§ Work to complete:
Only one portion of the data is to be written out: from the line bearing "filename docparse/src/errors.rs" through the line bearing "pub fn io(operation: impl". Write it exactly as it appears.

§ Task material:
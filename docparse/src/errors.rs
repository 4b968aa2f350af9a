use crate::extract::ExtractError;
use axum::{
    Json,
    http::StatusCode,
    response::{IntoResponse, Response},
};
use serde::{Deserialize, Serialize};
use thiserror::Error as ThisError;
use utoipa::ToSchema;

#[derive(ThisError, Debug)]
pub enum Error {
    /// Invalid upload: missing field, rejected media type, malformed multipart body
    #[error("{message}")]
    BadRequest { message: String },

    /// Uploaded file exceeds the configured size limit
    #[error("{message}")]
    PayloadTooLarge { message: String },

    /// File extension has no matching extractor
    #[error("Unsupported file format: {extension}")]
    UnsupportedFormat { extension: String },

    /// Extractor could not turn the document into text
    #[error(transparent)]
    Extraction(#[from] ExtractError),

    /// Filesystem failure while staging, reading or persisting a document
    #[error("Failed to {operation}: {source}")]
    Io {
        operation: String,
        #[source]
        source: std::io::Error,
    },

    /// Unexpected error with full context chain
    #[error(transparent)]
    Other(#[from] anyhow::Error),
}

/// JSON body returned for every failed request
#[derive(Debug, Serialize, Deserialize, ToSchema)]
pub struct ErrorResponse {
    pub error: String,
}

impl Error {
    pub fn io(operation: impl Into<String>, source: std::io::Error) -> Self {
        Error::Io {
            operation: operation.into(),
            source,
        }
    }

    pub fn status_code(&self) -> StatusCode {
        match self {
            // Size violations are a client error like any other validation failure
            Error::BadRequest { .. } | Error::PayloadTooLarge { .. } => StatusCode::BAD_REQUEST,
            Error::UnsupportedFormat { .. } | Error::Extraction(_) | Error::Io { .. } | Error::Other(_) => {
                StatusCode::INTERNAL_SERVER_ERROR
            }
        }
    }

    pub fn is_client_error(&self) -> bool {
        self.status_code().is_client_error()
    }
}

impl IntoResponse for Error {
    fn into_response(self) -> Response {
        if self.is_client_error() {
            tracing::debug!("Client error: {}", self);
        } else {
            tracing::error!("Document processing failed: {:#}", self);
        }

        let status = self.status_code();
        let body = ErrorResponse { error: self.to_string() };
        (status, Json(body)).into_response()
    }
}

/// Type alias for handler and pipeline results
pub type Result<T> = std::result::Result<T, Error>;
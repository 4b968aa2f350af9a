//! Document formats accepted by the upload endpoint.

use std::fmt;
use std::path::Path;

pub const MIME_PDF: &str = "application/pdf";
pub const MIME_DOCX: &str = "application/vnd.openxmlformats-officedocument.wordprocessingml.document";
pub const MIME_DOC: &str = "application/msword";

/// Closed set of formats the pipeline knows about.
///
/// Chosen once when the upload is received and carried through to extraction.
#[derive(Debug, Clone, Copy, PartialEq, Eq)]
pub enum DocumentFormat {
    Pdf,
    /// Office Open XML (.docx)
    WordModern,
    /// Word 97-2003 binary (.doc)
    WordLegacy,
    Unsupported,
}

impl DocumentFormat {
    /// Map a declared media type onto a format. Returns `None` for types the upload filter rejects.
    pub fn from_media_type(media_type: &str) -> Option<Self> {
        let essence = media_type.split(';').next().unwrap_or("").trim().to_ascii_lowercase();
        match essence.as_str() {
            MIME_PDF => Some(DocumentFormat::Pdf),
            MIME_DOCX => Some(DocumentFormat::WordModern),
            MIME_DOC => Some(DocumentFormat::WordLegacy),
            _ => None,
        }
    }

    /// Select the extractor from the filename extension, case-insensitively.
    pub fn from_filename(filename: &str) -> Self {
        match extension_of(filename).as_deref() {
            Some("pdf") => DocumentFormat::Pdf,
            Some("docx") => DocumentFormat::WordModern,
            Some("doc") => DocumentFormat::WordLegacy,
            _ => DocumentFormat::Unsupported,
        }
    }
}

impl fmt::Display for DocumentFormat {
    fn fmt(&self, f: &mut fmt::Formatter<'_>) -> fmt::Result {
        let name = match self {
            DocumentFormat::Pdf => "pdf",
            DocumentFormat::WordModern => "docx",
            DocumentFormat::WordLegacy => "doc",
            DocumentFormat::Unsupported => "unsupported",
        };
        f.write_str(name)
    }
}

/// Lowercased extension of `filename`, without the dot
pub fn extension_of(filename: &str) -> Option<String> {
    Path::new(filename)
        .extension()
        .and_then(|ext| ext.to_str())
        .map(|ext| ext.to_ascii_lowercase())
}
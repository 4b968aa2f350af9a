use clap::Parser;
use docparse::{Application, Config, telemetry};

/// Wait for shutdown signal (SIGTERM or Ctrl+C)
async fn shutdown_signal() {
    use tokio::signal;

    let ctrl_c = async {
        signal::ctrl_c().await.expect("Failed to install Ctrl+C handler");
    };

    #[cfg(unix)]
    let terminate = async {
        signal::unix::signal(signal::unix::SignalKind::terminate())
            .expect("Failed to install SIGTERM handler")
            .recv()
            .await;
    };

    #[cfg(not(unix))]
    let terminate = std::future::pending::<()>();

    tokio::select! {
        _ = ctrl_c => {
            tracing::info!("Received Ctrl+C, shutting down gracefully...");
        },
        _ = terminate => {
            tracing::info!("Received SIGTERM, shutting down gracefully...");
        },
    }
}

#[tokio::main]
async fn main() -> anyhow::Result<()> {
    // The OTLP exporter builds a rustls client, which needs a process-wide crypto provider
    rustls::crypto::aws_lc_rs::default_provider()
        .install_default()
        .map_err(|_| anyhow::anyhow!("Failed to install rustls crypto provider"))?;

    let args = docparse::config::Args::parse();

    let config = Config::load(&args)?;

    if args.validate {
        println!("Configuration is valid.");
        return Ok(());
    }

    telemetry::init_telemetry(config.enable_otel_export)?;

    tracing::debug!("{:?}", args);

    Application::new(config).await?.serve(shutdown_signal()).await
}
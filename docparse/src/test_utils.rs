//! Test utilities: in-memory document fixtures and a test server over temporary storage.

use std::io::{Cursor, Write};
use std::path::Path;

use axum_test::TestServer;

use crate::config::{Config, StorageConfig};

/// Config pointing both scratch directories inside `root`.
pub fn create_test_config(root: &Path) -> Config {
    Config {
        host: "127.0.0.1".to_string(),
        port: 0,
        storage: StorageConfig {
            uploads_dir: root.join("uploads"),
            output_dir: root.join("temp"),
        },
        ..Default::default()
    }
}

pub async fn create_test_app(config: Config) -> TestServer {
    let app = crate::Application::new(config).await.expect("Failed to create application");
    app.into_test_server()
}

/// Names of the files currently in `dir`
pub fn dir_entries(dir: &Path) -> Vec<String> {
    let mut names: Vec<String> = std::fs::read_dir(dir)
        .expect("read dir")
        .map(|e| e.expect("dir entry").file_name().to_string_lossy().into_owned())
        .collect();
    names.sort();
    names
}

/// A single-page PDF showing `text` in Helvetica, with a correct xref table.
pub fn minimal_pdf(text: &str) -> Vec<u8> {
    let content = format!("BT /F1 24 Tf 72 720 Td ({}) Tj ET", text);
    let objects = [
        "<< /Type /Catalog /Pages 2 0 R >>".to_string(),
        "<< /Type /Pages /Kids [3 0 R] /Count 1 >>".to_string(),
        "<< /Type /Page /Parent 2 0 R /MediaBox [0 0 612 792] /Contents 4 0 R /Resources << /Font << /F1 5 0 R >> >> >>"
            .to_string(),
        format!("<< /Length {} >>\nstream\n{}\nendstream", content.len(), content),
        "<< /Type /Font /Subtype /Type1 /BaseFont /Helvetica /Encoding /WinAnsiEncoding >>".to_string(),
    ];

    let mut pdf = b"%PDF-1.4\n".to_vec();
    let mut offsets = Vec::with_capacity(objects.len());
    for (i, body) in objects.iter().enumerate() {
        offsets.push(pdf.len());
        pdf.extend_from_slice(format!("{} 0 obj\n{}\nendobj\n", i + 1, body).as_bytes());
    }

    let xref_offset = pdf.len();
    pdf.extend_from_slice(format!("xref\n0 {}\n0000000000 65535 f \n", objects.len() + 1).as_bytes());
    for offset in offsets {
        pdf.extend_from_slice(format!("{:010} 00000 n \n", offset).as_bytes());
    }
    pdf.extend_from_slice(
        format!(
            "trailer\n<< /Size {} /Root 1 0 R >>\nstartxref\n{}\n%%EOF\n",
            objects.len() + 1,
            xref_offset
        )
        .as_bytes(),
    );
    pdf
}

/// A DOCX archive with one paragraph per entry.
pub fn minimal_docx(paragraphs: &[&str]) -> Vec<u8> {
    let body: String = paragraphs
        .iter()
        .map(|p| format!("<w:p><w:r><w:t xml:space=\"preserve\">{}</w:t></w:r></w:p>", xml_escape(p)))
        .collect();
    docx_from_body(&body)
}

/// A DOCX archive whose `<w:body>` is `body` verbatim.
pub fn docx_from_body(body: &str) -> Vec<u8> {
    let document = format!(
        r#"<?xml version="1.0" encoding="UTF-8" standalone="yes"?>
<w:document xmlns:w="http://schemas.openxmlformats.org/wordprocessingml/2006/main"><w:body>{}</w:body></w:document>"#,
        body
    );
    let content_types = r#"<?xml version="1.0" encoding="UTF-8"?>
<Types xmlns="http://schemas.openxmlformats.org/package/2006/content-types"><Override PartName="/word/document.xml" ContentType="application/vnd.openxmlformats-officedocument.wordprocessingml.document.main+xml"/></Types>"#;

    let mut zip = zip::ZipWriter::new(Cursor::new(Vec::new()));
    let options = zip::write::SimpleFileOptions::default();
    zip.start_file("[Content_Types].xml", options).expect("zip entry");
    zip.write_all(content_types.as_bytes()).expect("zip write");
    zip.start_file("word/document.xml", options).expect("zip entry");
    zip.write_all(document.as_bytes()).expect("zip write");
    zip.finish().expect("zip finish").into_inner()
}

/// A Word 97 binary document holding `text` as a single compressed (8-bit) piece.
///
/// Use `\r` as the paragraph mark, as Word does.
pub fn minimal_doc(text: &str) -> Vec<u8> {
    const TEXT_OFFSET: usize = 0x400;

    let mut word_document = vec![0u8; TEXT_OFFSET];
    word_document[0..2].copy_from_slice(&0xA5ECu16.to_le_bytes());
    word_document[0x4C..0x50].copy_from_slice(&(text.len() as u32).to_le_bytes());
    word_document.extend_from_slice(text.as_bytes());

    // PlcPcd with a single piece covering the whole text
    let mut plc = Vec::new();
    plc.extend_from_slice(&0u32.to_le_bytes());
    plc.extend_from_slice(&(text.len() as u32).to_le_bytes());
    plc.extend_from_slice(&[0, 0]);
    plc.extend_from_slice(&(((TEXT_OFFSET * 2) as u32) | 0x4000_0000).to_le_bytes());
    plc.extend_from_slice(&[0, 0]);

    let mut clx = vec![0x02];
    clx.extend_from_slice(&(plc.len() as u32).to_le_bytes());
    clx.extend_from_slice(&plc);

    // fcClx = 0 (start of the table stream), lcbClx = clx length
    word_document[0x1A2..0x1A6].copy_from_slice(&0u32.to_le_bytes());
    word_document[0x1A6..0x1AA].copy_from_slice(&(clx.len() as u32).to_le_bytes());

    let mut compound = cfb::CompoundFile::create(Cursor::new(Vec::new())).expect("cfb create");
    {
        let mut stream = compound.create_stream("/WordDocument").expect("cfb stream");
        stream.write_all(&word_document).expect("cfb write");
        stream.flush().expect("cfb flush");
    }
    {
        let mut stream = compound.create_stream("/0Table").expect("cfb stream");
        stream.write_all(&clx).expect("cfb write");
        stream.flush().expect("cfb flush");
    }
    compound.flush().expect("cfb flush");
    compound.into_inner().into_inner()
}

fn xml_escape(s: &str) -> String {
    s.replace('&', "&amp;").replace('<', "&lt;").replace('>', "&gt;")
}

--

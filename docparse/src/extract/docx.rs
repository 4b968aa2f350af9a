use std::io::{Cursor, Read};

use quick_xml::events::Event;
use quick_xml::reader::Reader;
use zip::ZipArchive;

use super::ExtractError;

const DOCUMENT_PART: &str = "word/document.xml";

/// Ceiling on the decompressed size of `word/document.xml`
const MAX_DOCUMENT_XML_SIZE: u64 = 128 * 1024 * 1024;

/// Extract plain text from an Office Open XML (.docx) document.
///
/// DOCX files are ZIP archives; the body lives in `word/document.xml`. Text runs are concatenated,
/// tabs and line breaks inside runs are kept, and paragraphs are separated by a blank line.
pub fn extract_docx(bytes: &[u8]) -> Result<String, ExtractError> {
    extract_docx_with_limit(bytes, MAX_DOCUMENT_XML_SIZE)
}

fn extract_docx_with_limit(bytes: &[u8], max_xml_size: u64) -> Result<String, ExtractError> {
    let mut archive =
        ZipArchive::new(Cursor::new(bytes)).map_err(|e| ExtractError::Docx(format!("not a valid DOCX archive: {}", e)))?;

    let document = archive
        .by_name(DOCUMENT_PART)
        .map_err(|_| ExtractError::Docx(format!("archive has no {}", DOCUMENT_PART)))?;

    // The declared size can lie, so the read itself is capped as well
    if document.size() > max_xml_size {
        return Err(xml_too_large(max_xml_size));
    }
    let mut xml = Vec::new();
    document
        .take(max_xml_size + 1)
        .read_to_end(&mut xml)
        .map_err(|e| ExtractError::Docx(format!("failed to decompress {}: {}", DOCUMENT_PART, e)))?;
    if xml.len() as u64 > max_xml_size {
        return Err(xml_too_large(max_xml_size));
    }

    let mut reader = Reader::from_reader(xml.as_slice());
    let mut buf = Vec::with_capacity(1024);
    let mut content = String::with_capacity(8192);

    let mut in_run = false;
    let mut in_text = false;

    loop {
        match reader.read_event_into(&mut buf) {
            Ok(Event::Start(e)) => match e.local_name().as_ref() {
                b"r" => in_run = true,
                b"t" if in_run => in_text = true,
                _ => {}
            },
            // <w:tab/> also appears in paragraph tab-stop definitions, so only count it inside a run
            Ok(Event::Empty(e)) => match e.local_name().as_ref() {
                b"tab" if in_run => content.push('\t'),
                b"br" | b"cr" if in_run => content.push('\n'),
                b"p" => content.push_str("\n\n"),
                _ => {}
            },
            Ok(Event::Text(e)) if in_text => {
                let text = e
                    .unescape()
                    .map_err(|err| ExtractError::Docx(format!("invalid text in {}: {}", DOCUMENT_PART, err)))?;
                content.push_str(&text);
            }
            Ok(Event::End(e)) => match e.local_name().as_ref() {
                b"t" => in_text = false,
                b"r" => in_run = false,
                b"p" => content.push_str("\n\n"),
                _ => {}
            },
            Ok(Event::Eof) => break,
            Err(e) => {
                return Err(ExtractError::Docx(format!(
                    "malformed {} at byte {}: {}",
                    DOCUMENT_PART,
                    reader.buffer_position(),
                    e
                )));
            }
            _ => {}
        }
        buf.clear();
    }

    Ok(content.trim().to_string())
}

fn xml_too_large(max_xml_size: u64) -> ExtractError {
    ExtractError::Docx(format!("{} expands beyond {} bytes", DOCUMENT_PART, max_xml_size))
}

==

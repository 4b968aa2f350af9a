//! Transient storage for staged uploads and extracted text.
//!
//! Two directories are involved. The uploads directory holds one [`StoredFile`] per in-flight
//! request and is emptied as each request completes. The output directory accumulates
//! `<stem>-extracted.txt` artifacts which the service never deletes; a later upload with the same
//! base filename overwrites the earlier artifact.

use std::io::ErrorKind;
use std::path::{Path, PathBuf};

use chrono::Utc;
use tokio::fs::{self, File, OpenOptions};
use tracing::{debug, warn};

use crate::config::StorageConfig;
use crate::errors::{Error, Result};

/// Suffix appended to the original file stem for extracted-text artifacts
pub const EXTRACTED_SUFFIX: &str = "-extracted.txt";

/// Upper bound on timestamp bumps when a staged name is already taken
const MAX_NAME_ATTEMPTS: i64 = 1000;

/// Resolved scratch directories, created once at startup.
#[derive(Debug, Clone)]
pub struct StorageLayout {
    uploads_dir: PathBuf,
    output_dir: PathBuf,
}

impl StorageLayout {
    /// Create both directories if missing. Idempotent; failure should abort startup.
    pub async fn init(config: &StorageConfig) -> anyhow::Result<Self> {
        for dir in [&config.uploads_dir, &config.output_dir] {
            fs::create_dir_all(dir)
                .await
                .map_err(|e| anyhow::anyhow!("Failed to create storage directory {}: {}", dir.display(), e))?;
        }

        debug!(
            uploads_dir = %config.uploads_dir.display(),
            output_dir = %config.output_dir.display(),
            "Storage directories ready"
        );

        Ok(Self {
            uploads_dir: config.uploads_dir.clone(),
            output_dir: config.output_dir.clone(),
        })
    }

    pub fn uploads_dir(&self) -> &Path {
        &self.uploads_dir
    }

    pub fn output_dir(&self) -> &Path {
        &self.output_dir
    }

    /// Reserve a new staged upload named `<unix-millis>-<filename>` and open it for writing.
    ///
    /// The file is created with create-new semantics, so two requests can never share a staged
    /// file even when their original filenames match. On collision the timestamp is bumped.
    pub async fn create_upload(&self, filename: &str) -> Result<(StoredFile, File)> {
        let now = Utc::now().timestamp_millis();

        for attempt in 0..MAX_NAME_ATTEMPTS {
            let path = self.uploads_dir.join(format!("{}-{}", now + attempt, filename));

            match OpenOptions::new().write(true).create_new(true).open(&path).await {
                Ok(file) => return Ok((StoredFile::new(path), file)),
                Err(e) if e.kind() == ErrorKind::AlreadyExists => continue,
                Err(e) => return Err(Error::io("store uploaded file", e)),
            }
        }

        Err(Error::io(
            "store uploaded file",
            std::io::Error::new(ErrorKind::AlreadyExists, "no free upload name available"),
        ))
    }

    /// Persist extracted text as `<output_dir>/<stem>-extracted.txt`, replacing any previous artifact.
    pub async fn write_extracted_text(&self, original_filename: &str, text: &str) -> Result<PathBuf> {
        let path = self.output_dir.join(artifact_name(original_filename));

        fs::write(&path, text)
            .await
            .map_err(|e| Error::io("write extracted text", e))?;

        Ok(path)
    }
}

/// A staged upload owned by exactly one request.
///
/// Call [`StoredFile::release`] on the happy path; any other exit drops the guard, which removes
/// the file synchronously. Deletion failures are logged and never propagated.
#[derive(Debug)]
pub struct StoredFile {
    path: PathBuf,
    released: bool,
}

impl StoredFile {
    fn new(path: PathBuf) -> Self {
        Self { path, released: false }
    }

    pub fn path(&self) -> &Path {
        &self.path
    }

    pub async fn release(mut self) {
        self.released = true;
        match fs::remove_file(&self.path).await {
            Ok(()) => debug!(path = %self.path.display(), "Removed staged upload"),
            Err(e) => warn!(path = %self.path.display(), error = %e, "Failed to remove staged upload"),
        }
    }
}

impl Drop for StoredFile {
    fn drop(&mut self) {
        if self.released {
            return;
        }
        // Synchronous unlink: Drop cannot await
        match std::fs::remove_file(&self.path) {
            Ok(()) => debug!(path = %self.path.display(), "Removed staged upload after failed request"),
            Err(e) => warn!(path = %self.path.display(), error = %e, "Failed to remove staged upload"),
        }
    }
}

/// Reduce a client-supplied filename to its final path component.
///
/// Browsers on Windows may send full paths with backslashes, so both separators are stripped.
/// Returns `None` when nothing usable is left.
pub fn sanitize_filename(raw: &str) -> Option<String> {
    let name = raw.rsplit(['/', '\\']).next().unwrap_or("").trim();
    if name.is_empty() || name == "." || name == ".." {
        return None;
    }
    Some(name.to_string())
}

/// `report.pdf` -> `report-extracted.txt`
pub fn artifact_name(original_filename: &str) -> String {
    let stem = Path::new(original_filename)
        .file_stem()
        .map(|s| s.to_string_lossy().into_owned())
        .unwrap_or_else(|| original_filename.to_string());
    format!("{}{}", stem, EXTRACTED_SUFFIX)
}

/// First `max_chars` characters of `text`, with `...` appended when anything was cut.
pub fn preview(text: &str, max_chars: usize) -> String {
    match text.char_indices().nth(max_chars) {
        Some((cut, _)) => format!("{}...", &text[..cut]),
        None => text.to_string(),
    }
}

§ Answer space:
filename docparse/src/errors.rs
repository 4b968aa2f350af9a
use crate::extract::ExtractError;
use axum::{
    Json,
    http::StatusCode,
    response::{IntoResponse, Response},
};
use serde::{Deserialize, Serialize};
use thiserror::Error as ThisError;
use utoipa::ToSchema;

#[derive(ThisError, Debug)]
pub enum Error {
    /// Invalid upload: missing field, rejected media type, malformed multipart body
    #[error("{message}")]
    BadRequest { message: String },

    /// Uploaded file exceeds the configured size limit
    #[error("{message}")]
    PayloadTooLarge { message: String },

    /// File extension has no matching extractor
    #[error("Unsupported file format: {extension}")]
    UnsupportedFormat { extension: String },

    /// Extractor could not turn the document into text
    #[error(transparent)]
    Extraction(#[from] ExtractError),

    /// Filesystem failure while staging, reading or persisting a document
    #[error("Failed to {operation}: {source}")]
    Io {
        operation: String,
        #[source]
        source: std::io::Error,
    },

    /// Unexpected error with full context chain
    #[error(transparent)]
    Other(#[from] anyhow::Error),
}

/// JSON body returned for every failed request
#[derive(Debug, Serialize, Deserialize, ToSchema)]
pub struct ErrorResponse {
    pub error: String,
}

impl Error {
    pub fn io(operation: impl Into<String>, source: std::io::Error) -> Self {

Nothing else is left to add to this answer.